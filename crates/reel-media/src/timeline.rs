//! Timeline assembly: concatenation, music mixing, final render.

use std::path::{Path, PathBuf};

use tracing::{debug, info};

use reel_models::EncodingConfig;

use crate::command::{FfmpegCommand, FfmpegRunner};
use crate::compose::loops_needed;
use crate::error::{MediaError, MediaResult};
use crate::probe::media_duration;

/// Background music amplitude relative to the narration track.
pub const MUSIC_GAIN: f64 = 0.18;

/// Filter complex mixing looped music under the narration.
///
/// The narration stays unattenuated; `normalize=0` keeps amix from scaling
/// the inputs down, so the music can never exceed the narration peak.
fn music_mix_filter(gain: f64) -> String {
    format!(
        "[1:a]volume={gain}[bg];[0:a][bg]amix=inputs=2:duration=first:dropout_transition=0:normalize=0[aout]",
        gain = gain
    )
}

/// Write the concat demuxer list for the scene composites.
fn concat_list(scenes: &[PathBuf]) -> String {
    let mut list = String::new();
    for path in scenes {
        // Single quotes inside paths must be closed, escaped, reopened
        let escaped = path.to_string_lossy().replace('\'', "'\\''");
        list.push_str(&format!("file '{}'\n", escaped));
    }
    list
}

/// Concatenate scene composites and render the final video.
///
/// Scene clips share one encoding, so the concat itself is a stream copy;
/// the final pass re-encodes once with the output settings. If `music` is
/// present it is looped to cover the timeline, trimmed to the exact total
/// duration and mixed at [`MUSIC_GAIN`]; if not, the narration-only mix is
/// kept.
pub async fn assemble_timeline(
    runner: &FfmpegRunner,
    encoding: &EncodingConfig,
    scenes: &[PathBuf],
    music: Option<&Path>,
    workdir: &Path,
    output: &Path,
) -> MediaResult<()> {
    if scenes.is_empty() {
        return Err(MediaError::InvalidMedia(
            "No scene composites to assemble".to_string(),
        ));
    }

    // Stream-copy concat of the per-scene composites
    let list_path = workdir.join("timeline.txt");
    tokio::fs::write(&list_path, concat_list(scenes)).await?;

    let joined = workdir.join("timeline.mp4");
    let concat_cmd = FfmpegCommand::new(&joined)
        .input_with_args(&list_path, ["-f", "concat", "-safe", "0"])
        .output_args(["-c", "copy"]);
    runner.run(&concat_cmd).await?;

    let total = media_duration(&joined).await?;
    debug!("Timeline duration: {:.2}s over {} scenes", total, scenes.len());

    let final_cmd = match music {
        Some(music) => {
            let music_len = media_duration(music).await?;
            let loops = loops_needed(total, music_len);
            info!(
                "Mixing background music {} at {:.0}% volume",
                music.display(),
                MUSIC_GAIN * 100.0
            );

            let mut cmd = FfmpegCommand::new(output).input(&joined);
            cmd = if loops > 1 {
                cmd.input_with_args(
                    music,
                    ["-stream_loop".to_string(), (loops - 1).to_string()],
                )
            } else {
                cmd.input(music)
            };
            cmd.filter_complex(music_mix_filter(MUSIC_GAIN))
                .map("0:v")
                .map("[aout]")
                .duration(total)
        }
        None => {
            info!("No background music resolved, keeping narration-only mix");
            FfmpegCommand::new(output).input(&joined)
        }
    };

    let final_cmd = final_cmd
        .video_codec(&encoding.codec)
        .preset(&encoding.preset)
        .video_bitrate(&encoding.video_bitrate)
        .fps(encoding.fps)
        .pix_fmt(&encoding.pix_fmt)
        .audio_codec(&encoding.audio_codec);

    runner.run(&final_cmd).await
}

WORK REQUEST
Everything above from the line containing "pub const MUSIC_GAIN: f64 = 0.18;" down to the line containing "for path in" is to be transcribed exactly, with both of those lines included and nothing else added.

ANSWER FOR THE TASK
pub const MUSIC_GAIN: f64 = 0.18;

/// Filter complex mixing looped music under the narration.
///
/// The narration stays unattenuated; `normalize=0` keeps amix from scaling
/// the inputs down, so the music can never exceed the narration peak.
fn music_mix_filter(gain: f64) -> String {
    format!(
        "[1:a]volume={gain}[bg];[0:a][bg]amix=inputs=2:duration=first:dropout_transition=0:normalize=0[aout]",
        gain = gain
    )
}

/// Write the concat demuxer list for the scene composites.
fn concat_list(scenes: &[PathBuf]) -> String {
    let mut list = String::new();
    for path in scenes {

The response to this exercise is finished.